▽

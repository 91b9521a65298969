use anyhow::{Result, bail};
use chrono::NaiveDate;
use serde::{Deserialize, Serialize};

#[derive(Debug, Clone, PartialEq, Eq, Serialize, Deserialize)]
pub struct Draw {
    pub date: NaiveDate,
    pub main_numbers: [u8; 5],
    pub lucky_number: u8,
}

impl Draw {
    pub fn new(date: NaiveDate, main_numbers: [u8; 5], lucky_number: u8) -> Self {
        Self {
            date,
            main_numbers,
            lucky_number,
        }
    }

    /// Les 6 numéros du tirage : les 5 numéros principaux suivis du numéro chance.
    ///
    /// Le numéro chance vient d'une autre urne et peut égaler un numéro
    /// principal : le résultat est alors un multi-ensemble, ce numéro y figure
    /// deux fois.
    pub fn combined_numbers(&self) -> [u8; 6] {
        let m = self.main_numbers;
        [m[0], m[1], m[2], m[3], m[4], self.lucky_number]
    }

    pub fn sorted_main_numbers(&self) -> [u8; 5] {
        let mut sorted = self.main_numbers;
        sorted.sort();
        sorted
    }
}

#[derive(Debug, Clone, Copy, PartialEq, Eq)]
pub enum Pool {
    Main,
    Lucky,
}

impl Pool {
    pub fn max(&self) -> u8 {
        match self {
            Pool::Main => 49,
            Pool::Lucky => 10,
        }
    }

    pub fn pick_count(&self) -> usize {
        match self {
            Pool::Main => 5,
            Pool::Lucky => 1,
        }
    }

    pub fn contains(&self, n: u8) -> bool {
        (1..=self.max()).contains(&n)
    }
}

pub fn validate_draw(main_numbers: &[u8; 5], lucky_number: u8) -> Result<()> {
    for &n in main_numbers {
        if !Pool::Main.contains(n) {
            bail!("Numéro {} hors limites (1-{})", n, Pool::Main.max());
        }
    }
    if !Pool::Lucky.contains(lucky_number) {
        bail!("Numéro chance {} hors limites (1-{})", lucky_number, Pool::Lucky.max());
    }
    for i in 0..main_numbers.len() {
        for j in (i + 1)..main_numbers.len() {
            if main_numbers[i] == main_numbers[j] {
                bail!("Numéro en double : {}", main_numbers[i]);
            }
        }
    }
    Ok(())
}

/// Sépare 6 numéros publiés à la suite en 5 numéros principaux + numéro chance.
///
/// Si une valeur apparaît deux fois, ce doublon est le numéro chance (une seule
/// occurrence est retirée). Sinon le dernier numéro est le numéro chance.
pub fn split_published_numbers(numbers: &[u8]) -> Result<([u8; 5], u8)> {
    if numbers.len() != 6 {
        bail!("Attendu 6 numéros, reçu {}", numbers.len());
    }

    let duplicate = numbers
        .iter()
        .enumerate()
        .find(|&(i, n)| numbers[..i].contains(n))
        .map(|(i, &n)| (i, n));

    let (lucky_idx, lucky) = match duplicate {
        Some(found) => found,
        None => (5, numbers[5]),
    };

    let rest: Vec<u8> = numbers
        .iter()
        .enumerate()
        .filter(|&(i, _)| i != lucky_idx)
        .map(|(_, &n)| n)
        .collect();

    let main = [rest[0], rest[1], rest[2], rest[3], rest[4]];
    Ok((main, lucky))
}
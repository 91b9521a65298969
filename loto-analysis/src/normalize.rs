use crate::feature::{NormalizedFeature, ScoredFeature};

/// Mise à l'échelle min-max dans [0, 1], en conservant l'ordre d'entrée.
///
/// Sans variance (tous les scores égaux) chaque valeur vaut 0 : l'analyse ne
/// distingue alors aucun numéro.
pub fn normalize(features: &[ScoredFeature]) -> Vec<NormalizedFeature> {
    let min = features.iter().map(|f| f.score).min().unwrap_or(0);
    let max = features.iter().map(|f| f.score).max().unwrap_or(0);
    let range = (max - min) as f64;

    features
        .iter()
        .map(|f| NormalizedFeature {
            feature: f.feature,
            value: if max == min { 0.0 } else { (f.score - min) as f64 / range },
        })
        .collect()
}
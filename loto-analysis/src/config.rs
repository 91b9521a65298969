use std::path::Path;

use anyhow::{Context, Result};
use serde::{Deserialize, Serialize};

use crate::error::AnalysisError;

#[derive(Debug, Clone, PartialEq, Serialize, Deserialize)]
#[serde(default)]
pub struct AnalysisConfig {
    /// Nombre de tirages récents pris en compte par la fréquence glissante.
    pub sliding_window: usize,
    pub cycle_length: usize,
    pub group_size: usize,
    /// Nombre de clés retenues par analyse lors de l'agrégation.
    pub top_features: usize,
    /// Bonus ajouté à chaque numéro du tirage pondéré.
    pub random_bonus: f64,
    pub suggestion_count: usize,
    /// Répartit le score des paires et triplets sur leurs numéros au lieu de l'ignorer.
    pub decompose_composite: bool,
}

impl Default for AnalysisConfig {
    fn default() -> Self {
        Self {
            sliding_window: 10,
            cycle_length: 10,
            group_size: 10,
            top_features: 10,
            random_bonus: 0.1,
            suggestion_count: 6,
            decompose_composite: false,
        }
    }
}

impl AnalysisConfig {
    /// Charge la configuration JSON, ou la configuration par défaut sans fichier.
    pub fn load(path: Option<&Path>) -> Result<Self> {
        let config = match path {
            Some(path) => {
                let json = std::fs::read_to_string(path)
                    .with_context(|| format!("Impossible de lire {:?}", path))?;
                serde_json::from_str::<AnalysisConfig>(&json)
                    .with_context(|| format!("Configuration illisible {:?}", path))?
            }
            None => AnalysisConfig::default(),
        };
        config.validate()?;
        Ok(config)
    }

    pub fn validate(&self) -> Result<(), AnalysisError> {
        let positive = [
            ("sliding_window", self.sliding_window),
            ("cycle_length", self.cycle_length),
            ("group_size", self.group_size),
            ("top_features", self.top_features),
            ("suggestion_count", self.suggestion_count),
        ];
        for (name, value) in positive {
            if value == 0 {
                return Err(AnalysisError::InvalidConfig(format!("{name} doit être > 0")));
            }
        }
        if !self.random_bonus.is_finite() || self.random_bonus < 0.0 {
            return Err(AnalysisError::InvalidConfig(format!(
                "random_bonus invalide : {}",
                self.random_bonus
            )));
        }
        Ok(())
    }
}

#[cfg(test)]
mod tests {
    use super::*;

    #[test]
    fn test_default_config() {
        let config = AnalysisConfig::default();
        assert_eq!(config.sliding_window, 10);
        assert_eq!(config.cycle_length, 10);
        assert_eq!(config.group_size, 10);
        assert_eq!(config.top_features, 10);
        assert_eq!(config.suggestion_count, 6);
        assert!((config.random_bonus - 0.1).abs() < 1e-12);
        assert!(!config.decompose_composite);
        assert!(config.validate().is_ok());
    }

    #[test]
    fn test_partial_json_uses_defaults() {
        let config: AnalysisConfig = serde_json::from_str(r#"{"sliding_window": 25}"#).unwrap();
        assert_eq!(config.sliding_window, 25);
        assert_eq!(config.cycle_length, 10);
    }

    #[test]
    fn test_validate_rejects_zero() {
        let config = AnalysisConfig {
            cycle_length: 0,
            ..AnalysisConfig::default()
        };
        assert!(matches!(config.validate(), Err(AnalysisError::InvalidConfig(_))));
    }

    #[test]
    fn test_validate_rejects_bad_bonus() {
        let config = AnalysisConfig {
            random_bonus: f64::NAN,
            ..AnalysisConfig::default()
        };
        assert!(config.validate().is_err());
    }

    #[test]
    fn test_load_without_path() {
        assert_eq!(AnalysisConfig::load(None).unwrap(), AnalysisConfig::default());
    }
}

△

#### [Your assignment]
Every record above is to be transcribed exactly.

#### [Result of this task]
repository 91b9521a65298969
use anyhow::{Result, bail};
use chrono::NaiveDate;
use serde::{Deserialize, Serialize};

#[derive(Debug, Clone, PartialEq, Eq, Serialize, Deserialize)]
pub struct Draw {
    pub date: NaiveDate,
    pub main_numbers: [u8; 5],
    pub lucky_number: u8,
}

impl Draw {
    pub fn new(date: NaiveDate, main_numbers: [u8; 5], lucky_number: u8) -> Self {
        Self {
            date,
            main_numbers,
            lucky_number,
        }
    }

    /// Les 6 numéros du tirage : les 5 numéros principaux suivis du numéro chance.
    ///
    /// Le numéro chance vient d'une autre urne et peut égaler un numéro
    /// principal : le résultat est alors un multi-ensemble, ce numéro y figure
    /// deux fois.
    pub fn combined_numbers(&self) -> [u8; 6] {
        let m = self.main_numbers;
        [m[0], m[1], m[2], m[3], m[4], self.lucky_number]
    }

    pub fn sorted_main_numbers(&self) -> [u8; 5] {
        let mut sorted = self.main_numbers;
        sorted.sort();
        sorted
    }
}

#[derive(Debug, Clone, Copy, PartialEq, Eq)]
pub enum Pool {
    Main,
    Lucky,
}

impl Pool {
    pub fn max(&self) -> u8 {
        match self {
            Pool::Main => 49,
            Pool::Lucky => 10,
        }
    }

    pub fn pick_count(&self) -> usize {
        match self {
            Pool::Main => 5,
            Pool::Lucky => 1,
        }
    }

    pub fn contains(&self, n: u8) -> bool {
        (1..=self.max()).contains(&n)
    }
}

pub fn validate_draw(main_numbers: &[u8; 5], lucky_number: u8) -> Result<()> {
    for &n in main_numbers {
        if !Pool::Main.contains(n) {
            bail!("Numéro {} hors limites (1-{})", n, Pool::Main.max());
        }
    }
    if !Pool::Lucky.contains(lucky_number) {
        bail!("Numéro chance {} hors limites (1-{})", lucky_number, Pool::Lucky.max());
    }
    for i in 0..main_numbers.len() {
        for j in (i + 1)..main_numbers.len() {
            if main_numbers[i] == main_numbers[j] {
                bail!("Numéro en double : {}", main_numbers[i]);
            }
        }
    }
    Ok(())
}

/// Sépare 6 numéros publiés à la suite en 5 numéros principaux + numéro chance.
///
/// Si une valeur apparaît deux fois, ce doublon est le numéro chance (une seule
/// occurrence est retirée). Sinon le dernier numéro est le numéro chance.
pub fn split_published_numbers(numbers: &[u8]) -> Result<([u8; 5], u8)> {
    if numbers.len() != 6 {
        bail!("Attendu 6 numéros, reçu {}", numbers.len());
    }

    let duplicate = numbers
        .iter()
        .enumerate()
        .find(|&(i, n)| numbers[..i].contains(n))
        .map(|(i, &n)| (i, n));

    let (lucky_idx, lucky) = match duplicate {
        Some(found) => found,
        None => (5, numbers[5]),
    };

    let rest: Vec<u8> = numbers
        .iter()
        .enumerate()
        .filter(|&(i, _)| i != lucky_idx)
        .map(|(_, &n)| n)
        .collect();

    let main = [rest[0], rest[1], rest[2], rest[3], rest[4]];
    Ok((main, lucky))
}
repository 91b9521a65298969
filename loto-analysis/src/normalize.rs
use crate::feature::{NormalizedFeature, ScoredFeature};

/// Mise à l'échelle min-max dans [0, 1], en conservant l'ordre d'entrée.
///
/// Sans variance (tous les scores égaux) chaque valeur vaut 0 : l'analyse ne
/// distingue alors aucun numéro.
pub fn normalize(features: &[ScoredFeature]) -> Vec<NormalizedFeature> {
    let min = features.iter().map(|f| f.score).min().unwrap_or(0);
    let max = features.iter().map(|f| f.score).max().unwrap_or(0);
    let range = (max - min) as f64;

    features
        .iter()
        .map(|f| NormalizedFeature {
            feature: f.feature,
            value: if max == min { 0.0 } else { (f.score - min) as f64 / range },
        })
        .collect()
}
filename loto-analysis/src/config.rs
repository 91b9521a65298969
use std::path::Path;

use anyhow::{Context, Result};
use serde::{Deserialize, Serialize};

use crate::error::AnalysisError;

#[derive(Debug, Clone, PartialEq, Serialize, Deserialize)]
#[serde(default)]
pub struct AnalysisConfig {
    /// Nombre de tirages récents pris en compte par la fréquence glissante.
    pub sliding_window: usize,
    pub cycle_length: usize,
    pub group_size: usize,
    /// Nombre de clés retenues par analyse lors de l'agrégation.
    pub top_features: usize,
    /// Bonus ajouté à chaque numéro du tirage pondéré.
    pub random_bonus: f64,
    pub suggestion_count: usize,
    /// Répartit le score des paires et triplets sur leurs numéros au lieu de l'ignorer.
    pub decompose_composite: bool,
}

impl Default for AnalysisConfig {
    fn default() -> Self {
        Self {
            sliding_window: 10,
            cycle_length: 10,
            group_size: 10,
            top_features: 10,
            random_bonus: 0.1,
            suggestion_count: 6,
            decompose_composite: false,
        }
    }
}

impl AnalysisConfig {
    /// Charge la configuration JSON, ou la configuration par défaut sans fichier.
    pub fn load(path: Option<&Path>) -> Result<Self> {
        let config = match path {
            Some(path) => {
                let json = std::fs::read_to_string(path)
                    .with_context(|| format!("Impossible de lire {:?}", path))?;
                serde_json::from_str::<AnalysisConfig>(&json)
                    .with_context(|| format!("Configuration illisible {:?}", path))?
            }
            None => AnalysisConfig::default(),
        };
        config.validate()?;
        Ok(config)
    }

    pub fn validate(&self) -> Result<(), AnalysisError> {
        let positive = [
            ("sliding_window", self.sliding_window),
            ("cycle_length", self.cycle_length),
            ("group_size", self.group_size),
            ("top_features", self.top_features),
            ("suggestion_count", self.suggestion_count),
        ];
        for (name, value) in positive {
            if value == 0 {
                return Err(AnalysisError::InvalidConfig(format!("{name} doit être > 0")));
            }
        }
        if !self.random_bonus.is_finite() || self.random_bonus < 0.0 {
            return Err(AnalysisError::InvalidConfig(format!(
                "random_bonus invalide : {}",
                self.random_bonus
            )));
        }
        Ok(())
    }
}

#[cfg(test)]
mod tests {
    use super::*;

    #[test]
    fn test_default_config() {
        let config = AnalysisConfig::default();
        assert_eq!(config.sliding_window, 10);
        assert_eq!(config.cycle_length, 10);
        assert_eq!(config.group_size, 10);
        assert_eq!(config.top_features, 10);
        assert_eq!(config.suggestion_count, 6);
        assert!((config.random_bonus - 0.1).abs() < 1e-12);
        assert!(!config.decompose_composite);
        assert!(config.validate().is_ok());
    }

    #[test]
    fn test_partial_json_uses_defaults() {
        let config: AnalysisConfig = serde_json::from_str(r#"{"sliding_window": 25}"#).unwrap();
        assert_eq!(config.sliding_window, 25);
        assert_eq!(config.cycle_length, 10);
    }

    #[test]
    fn test_validate_rejects_zero() {
        let config = AnalysisConfig {
            cycle_length: 0,
            ..AnalysisConfig::default()
        };
        assert!(matches!(config.validate(), Err(AnalysisError::InvalidConfig(_))));
    }

    #[test]
    fn test_validate_rejects_bad_bonus() {
        let config = AnalysisConfig {
            random_bonus: f64::NAN,
            ..AnalysisConfig::default()
        };
        assert!(config.validate().is_err());
    }

    #[test]
    fn test_load_without_path() {
        assert_eq!(AnalysisConfig::load(None).unwrap(), AnalysisConfig::default());
    }
}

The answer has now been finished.